UNITED STATES
SECURITIES AND EXCHANGE COMMISSION
WASHINGTON, D. C. 20549
-------------------------
FORM 10-Q/A-1
Quarterly Report Pursuant to Section 13 or 15(d)
of the Securities Exchange Act of 1934
For the quarterly period ended Commission file number
June 17, 1997 000-22753
TOTAL ENTERTAINMENT RESTAURANT CORP.
(Exact name of registrant as specified in its charter)
Delaware 52-2016614
-------- ----------
(State or other jurisdiction of (I.R.S. Employer
incorporation or organization) Identification Number)
300 Crescent Court
Building 300, Suite 850
Dallas, Texas 75201
(Address of principal executive offices) (Zip code)
(214) 754-0414
(Registrant's telephone number, including area code)

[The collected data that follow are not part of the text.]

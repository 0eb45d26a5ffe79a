//! Error types for authenticated request handling.
//!
//! Ordinary HTTP error statuses are never errors here — they come back as
//! [`ApiResponse`](crate::ApiResponse) values for the caller to interpret.
//! Only transport failures and integration mistakes surface as `Err`.

use thiserror::Error;

/// Error type for the authenticated request path.
#[derive(Debug, Error)]
pub enum AuthError {
    /// An authenticated operation was attempted before a session was
    /// attached. This is an integration bug in the caller, not retryable.
    #[error("no session attached to the gateway")]
    NotInitialized,

    /// Network or transport-level HTTP error from reqwest.
    ///
    /// Includes connection failures, timeouts, and TLS errors.
    #[error("HTTP error: {0}")]
    Http(#[from] reqwest::Error),

    /// Transport-level failure reported by a non-reqwest executor.
    #[error("network error: {0}")]
    Network(String),

    /// JSON serialization or deserialization failed.
    #[error("JSON error: {0}")]
    Json(#[from] serde_json::Error),

    /// Configuration error (invalid base URL, bad endpoint path).
    #[error("configuration error: {0}")]
    Config(String),
}

/// Convenience Result type alias for gateway operations.
pub type AuthResult<T> = Result<T, AuthError>;
//! The background synchronizer itself: two timers plus the side actions.

use crate::config::OrderTrackingConfig;
use crate::error::{TrackingError, TrackingResult};
use crate::state::{FetchOutcome, TrackerState};
use auth_refresh_client::{ApiResponse, AuthGateway, Method};
use chrono::Utc;
use order_client_types::Order;
use serde_json::json;
use std::sync::{Arc, Mutex};
use tokio::sync::RwLock;
use tokio::task::JoinHandle;
use tracing::{debug, info, warn};

const ACTIVE_ORDER_PATH: &str = "/orders/active";

struct WorkerTasks {
    poll: JoinHandle<()>,
    countdown: JoinHandle<()>,
}

struct WorkerInner {
    gateway: AuthGateway,
    config: OrderTrackingConfig,
    state: RwLock<TrackerState>,
}

/// Background synchronizer for the single active order.
///
/// Owns all writes to [`TrackerState`]; callers read cloned snapshots.
/// `start`/`stop` bracket the tracking view's lifetime — the poll timer
/// and countdown timer only run in between, and `stop` cancels both so no
/// state mutation can land afterwards.
pub struct OrderTrackingWorker {
    inner: Arc<WorkerInner>,
    tasks: Mutex<Option<WorkerTasks>>,
}

impl OrderTrackingWorker {
    pub fn new(gateway: AuthGateway, config: OrderTrackingConfig) -> Self {
        Self {
            inner: Arc::new(WorkerInner {
                gateway,
                config,
                state: RwLock::new(TrackerState::default()),
            }),
            tasks: Mutex::new(None),
        }
    }

    /// Start both timers. The poll timer fires immediately and then every
    /// `poll_interval`; the countdown timer ticks every `countdown_tick`.
    /// No-op when already started.
    pub fn start(&self) {
        let mut tasks = self.tasks.lock().expect("lock poisoned");
        if tasks.is_some() {
            debug!("Tracking worker already started");
            return;
        }
        info!(
            poll_interval_ms = self.inner.config.poll_interval.as_millis() as u64,
            "Starting order tracking worker"
        );

        let poll_inner = self.inner.clone();
        let poll = tokio::spawn(async move {
            let mut ticker = tokio::time::interval(poll_inner.config.poll_interval);
            loop {
                ticker.tick().await;
                poll_inner.poll_once().await;
            }
        });

        let countdown_inner = self.inner.clone();
        let countdown = tokio::spawn(async move {
            let mut ticker = tokio::time::interval(countdown_inner.config.countdown_tick);
            // The first tick of an interval is immediate; skip it so the
            // countdown decrements only after a full tick has elapsed.
            ticker.tick().await;
            loop {
                ticker.tick().await;
                countdown_inner.state.write().await.tick_countdown();
            }
        });

        *tasks = Some(WorkerTasks { poll, countdown });
    }

    /// Cancel both timers. Safe to call when not started.
    pub fn stop(&self) {
        if let Some(tasks) = self.tasks.lock().expect("lock poisoned").take() {
            info!("Stopping order tracking worker");
            tasks.poll.abort();
            tasks.countdown.abort();
        }
    }

    /// Clone of the current tracker state.
    pub async fn snapshot(&self) -> TrackerState {
        self.inner.state.read().await.clone()
    }

    /// Force an immediate fetch outside the poll cadence (pull-to-refresh,
    /// app foregrounding). Runs even while polling is disabled.
    pub async fn refresh_now(&self) {
        self.inner.fetch_and_apply().await;
    }

    /// Dismiss the current order; only honored for a delivered order.
    /// Returns whether the dismissal took effect.
    pub async fn dismiss(&self) -> bool {
        self.inner.state.write().await.dismiss()
    }

    /// Clear any dismissal and re-enable polling, then fetch immediately.
    pub async fn resume(&self) {
        self.inner.state.write().await.resume();
        self.inner.fetch_and_apply().await;
    }

    /// Submit a tip for an order. The amount is validated locally before
    /// any network traffic; on success the next poll picks up the updated
    /// snapshot.
    pub async fn add_tip(&self, order_id: &str, amount: u32) -> TrackingResult<()> {
        if amount == 0 || amount > self.inner.config.max_tip_amount {
            return Err(TrackingError::InvalidTip(amount));
        }

        let url = self
            .inner
            .gateway
            .url_for(&format!("/orders/{}/add-tip", order_id));
        let response = self
            .inner
            .gateway
            .authenticated_request(
                Method::Post,
                &url,
                &[],
                Some(json!({ "tip_amount": amount, "order_id": order_id })),
            )
            .await?;

        if !response.is_success() {
            return Err(TrackingError::Api {
                status: response.status,
                message: response.text(),
            });
        }
        info!(order_id = %order_id, amount = amount, "Tip submitted");
        Ok(())
    }

    /// Rate the delivery partner for an order. Rating must be 1..=5,
    /// checked locally before any network traffic.
    pub async fn rate_partner(&self, order_id: &str, rating: u8) -> TrackingResult<()> {
        if !(1..=5).contains(&rating) {
            return Err(TrackingError::InvalidRating(rating));
        }

        let url = self
            .inner
            .gateway
            .url_for(&format!("/orders/{}/rate-partner", order_id));
        let response = self
            .inner
            .gateway
            .authenticated_request(
                Method::Post,
                &url,
                &[],
                Some(json!({ "partner_rating": rating, "order_id": order_id })),
            )
            .await?;

        if !response.is_success() {
            return Err(TrackingError::Api {
                status: response.status,
                message: response.text(),
            });
        }
        info!(order_id = %order_id, rating = rating, "Partner rated");
        Ok(())
    }
}

impl Drop for OrderTrackingWorker {
    fn drop(&mut self) {
        self.stop();
    }
}

impl WorkerInner {
    /// One scheduled poll. Skipped entirely while polling is disabled.
    async fn poll_once(&self) {
        if !self.state.read().await.polling_enabled {
            debug!("Polling disabled, skipping tick");
            return;
        }
        self.fetch_and_apply().await;
    }

    /// Fetch the active order and fold the outcome into state. A transport
    /// error is recorded like a failed status: the stale order stays
    /// visible and the next tick runs regardless.
    async fn fetch_and_apply(&self) {
        match self.fetch_active_order().await {
            Ok(outcome) => {
                self.state
                    .write()
                    .await
                    .apply_fetch_outcome(outcome, &self.config, Utc::now());
            }
            Err(e) => {
                warn!(error = %e, "Active order fetch failed");
                self.state.write().await.error = Some(e.to_string());
            }
        }
    }

    async fn fetch_active_order(&self) -> TrackingResult<FetchOutcome> {
        let url = self.gateway.url_for(ACTIVE_ORDER_PATH);
        let response = self
            .gateway
            .authenticated_request(Method::Get, &url, &[], None)
            .await?;
        Self::classify(response)
    }

    fn classify(response: ApiResponse) -> TrackingResult<FetchOutcome> {
        match response.status {
            404 => Ok(FetchOutcome::NotFound),
            401 => Ok(FetchOutcome::Unauthorized),
            status if !(200..300).contains(&status) => Ok(FetchOutcome::Failed { status }),
            _ if response.is_empty_body() => Ok(FetchOutcome::Empty),
            _ => {
                let order: Order = response.json()?;
                Ok(FetchOutcome::Snapshot(order))
            }
        }
    }
}
//! Tracking worker configuration.

use tokio::time::Duration;

/// Configuration for polling cadence, countdown derivation, and side-action
/// validation bounds.
///
/// # Fields
///
/// - `poll_interval`: active-order poll cadence (default: 10 s)
/// - `countdown_tick`: local countdown decrement cadence (default: 1 s)
/// - `default_estimated_minutes`: ETA used when the server omits one
///   (default: 45)
/// - `max_tip_amount`: upper bound for tip submission (default: 500)
#[derive(Debug, Clone)]
pub struct OrderTrackingConfig {
    /// How often to poll the active-order endpoint.
    pub poll_interval: Duration,
    /// How often the local countdown decrements.
    pub countdown_tick: Duration,
    /// Fallback ETA in minutes when the server estimate is absent.
    pub default_estimated_minutes: i64,
    /// Maximum accepted tip amount, in minor currency units.
    pub max_tip_amount: u32,
}

impl Default for OrderTrackingConfig {
    fn default() -> Self {
        Self {
            poll_interval: Duration::from_millis(10_000),
            countdown_tick: Duration::from_millis(1_000),
            default_estimated_minutes: 45,
            max_tip_amount: 500,
        }
    }
}

#[cfg(test)]
mod tests {
    use super::*;

    #[test]
    fn config_default_values() {
        let config = OrderTrackingConfig::default();
        assert_eq!(config.poll_interval, Duration::from_secs(10));
        assert_eq!(config.countdown_tick, Duration::from_secs(1));
        assert_eq!(config.default_estimated_minutes, 45);
        assert_eq!(config.max_tip_amount, 500);
    }
}
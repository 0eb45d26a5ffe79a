//! Locally ticking delivery countdown.
//!
//! The countdown baseline is derived from server data exactly once per order
//! id and then decremented locally at 1 Hz. Subsequent polls never rewrite
//! it while the same order stays active — a noisy server estimate must not
//! make the visible timer jump backward or forward.

use crate::config::OrderTrackingConfig;
use chrono::{DateTime, Utc};
use order_client_types::Order;

/// Lower clamp bound for the server ETA, in minutes.
pub const ESTIMATE_MIN_MINUTES: i64 = 10;
/// Upper clamp bound for the server ETA, in minutes.
///
/// Defensive bound against obviously-wrong values (e.g. a field mistakenly
/// carrying seconds). The estimate's unit is always minutes on the wire.
pub const ESTIMATE_MAX_MINUTES: i64 = 60;

/// Derived countdown state. Not authoritative — purely a function of the
/// order snapshot it was initialized from plus elapsed local ticks.
#[derive(Debug, Clone, Default, PartialEq, Eq)]
pub struct CountdownState {
    /// Seconds left, `None` when no countdown is active.
    pub remaining_seconds: Option<u64>,
    /// Order id the baseline was computed for. Stays set for the lifetime
    /// of that order id so initialization happens at most once per id.
    pub initialized_for: Option<String>,
}

impl CountdownState {
    /// Compute the countdown baseline for an order entering the
    /// countdown-eligible window.
    ///
    /// 1. Server ETA minutes (or the configured default when absent),
    ///    clamped to `[ESTIMATE_MIN_MINUTES, ESTIMATE_MAX_MINUTES]`.
    /// 2. Converted to seconds.
    /// 3. Minus seconds already elapsed since `assigned_at`, floored at 0.
    pub(crate) fn initialize(order: &Order, config: &OrderTrackingConfig, now: DateTime<Utc>) -> Self {
        let estimate = order
            .estimated_delivery_minutes
            .unwrap_or(config.default_estimated_minutes)
            .clamp(ESTIMATE_MIN_MINUTES, ESTIMATE_MAX_MINUTES);
        let mut seconds = (estimate * 60) as u64;

        if let Some(assigned_at) = order.assigned_at {
            let elapsed = (now - assigned_at).num_seconds().max(0) as u64;
            seconds = seconds.saturating_sub(elapsed);
        }

        Self {
            remaining_seconds: Some(seconds),
            initialized_for: Some(order.id.clone()),
        }
    }

    /// One local tick: decrement by a second, floored at zero.
    pub fn tick(&mut self) {
        if let Some(remaining) = self.remaining_seconds.as_mut() {
            *remaining = remaining.saturating_sub(1);
        }
    }
}

/// Render remaining seconds for display: `m:ss`, or "arriving soon" once
/// the countdown has run out.
pub fn format_remaining(remaining_seconds: u64) -> String {
    if remaining_seconds == 0 {
        "arriving soon".to_string()
    } else {
        format!("{}:{:02}", remaining_seconds / 60, remaining_seconds % 60)
    }
}
//! Authenticated HTTP gateway for the Swiftbite client.
//!
//! This crate provides:
//! - Bearer-token injection for every outbound REST call
//! - Transparent refresh-and-retry-once on 401 responses
//! - Single-flight token refresh (concurrent 401s share one refresh call)
//! - Session attach/detach lifecycle with a logout callback on hard failure
//!
//! ## Architecture
//!
//! ```text
//! ┌──────────────┐     ┌─────────────────┐     ┌─────────────┐
//! │   Callers    │────▶│   AuthGateway   │────▶│   Backend   │
//! │ (tracking,   │     │ (bearer inject, │     │   (REST)    │
//! │  side ops)   │     │  401 → refresh) │     └─────────────┘
//! └──────────────┘     └────────┬────────┘
//!                               │
//!                        ┌──────▼──────┐
//!                        │   Session   │
//!                        │  (tokens)   │
//!                        └─────────────┘
//! ```
//!
//! The gateway is the sole mutator of the access token after login; every
//! other component only reads it through the shared [`SessionHandle`].

mod config;
mod error;
mod gateway;
mod session;
mod transport;

pub use config::ApiConfig;
pub use error::{AuthError, AuthResult};
pub use gateway::{AuthGateway, LogoutCallback};
pub use session::{Session, SessionHandle};
pub use transport::{ApiRequest, ApiResponse, Method, ReqwestExecutor, RequestExecutor};
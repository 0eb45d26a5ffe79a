//! Backend endpoint configuration.

use crate::error::{AuthError, AuthResult};
use url::Url;

/// Path of the token refresh endpoint, relative to the base URL.
pub const REFRESH_PATH: &str = "/auth/refresh";

/// Backend location for all REST calls.
///
/// The base URL is external configuration; everything else is a fixed path
/// relative to it.
#[derive(Debug, Clone)]
pub struct ApiConfig {
    base_url: String,
}

impl ApiConfig {
    /// Create a config from the backend base URL.
    ///
    /// The URL is validated up front so a bad deployment value fails at
    /// startup rather than on the first request.
    pub fn new(base_url: impl Into<String>) -> AuthResult<Self> {
        let base_url = base_url.into();
        let parsed = Url::parse(&base_url)
            .map_err(|e| AuthError::Config(format!("invalid base URL {}: {}", base_url, e)))?;
        if !matches!(parsed.scheme(), "http" | "https") {
            return Err(AuthError::Config(format!(
                "unsupported base URL scheme: {}",
                parsed.scheme()
            )));
        }
        Ok(Self {
            base_url: base_url.trim_end_matches('/').to_string(),
        })
    }

    /// Absolute URL for an endpoint path (path must start with `/`).
    pub fn url_for(&self, path: &str) -> String {
        format!("{}{}", self.base_url, path)
    }

    /// Absolute URL of the token refresh endpoint.
    pub fn refresh_url(&self) -> String {
        self.url_for(REFRESH_PATH)
    }
}

#[cfg(test)]
mod tests {
    use super::*;

    #[test]
    fn valid_base_url() {
        let config = ApiConfig::new("https://api.swiftbite.app").unwrap();
        assert_eq!(
            config.url_for("/orders/active"),
            "https://api.swiftbite.app/orders/active"
        );
        assert_eq!(
            config.refresh_url(),
            "https://api.swiftbite.app/auth/refresh"
        );
    }

    #[test]
    fn trailing_slash_is_normalized() {
        let config = ApiConfig::new("https://api.swiftbite.app/").unwrap();
        assert_eq!(
            config.url_for("/orders/active"),
            "https://api.swiftbite.app/orders/active"
        );
    }

    #[test]
    fn invalid_url_rejected() {
        assert!(ApiConfig::new("not a url").is_err());
        assert!(ApiConfig::new("ftp://api.swiftbite.app").is_err());
    }
}
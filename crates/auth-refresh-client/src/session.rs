//! In-memory session token state.
//!
//! Tokens live in process memory only; persistence and the login/logout
//! lifecycle belong to the embedding application. The gateway takes a
//! [`SessionHandle`] via `attach_session` rather than reading a global,
//! so independent gateways can carry independent sessions.

use std::sync::{Arc, RwLock};

/// Bearer credentials for one authenticated session.
///
/// The gateway is the only component that writes `access_token` after
/// login (on a successful refresh); `refresh_token` is written only by the
/// login flow and cleared on teardown.
#[derive(Debug, Clone, Default)]
pub struct Session {
    /// Short-lived access credential sent with each request.
    pub access_token: Option<String>,
    /// Long-lived credential used to mint new access tokens.
    pub refresh_token: Option<String>,
}

impl Session {
    /// Create a session from freshly issued tokens.
    pub fn new(access_token: impl Into<String>, refresh_token: impl Into<String>) -> Self {
        Self {
            access_token: Some(access_token.into()),
            refresh_token: Some(refresh_token.into()),
        }
    }

    /// Wrap the session in a shareable handle.
    pub fn into_handle(self) -> SessionHandle {
        Arc::new(RwLock::new(self))
    }

    /// Drop both tokens (logout / hard refresh failure).
    pub fn clear(&mut self) {
        self.access_token = None;
        self.refresh_token = None;
    }
}

/// Shared, mutable session reference.
///
/// Lock scope is always short and never held across an await.
pub type SessionHandle = Arc<RwLock<Session>>;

Indicate by check mark whether the registrant (1) has filed all
documents and reports required to be filed by Section 13 or 15(d) of the
Securities Exchange Act of 1934 during the preceding 12 months (or for such
shorter period that the registrant was required to file such reports), and (2)
has been subject to such filing requirements for the past 90 days.
/X/ Yes / / No
Indicate the number of shares outstanding of each of the issuer's
classes of common stock, as of the latest practicable date.
Class Outstanding at October 24, 1997
----- -------------------------------
Common Stock, $.01 par value 10,415,000 shares
<PAGE>
TOTAL ENTERTAINMENT RESTAURANT CORP.
Part II. - OTHER INFORMATION
- ----------------------------
Item 2. Changes in Securities and Use of Proceeds.
------------------------------------------
(c) Use of Proceeds of Initial Public Offering
(1) Effective date: July 17, 1997.
(2) Offering date: July 18, 1997.
(3) Not applicable.
(4) (i) The offering terminated on July 23, 1997.
(ii) Managing Underwriter: Montgomery Securities.
(iii) Title of Securities Registered: Common Stock,
$.01 par value
per share.
(iv) Amount Registered: 2,415,000 shares.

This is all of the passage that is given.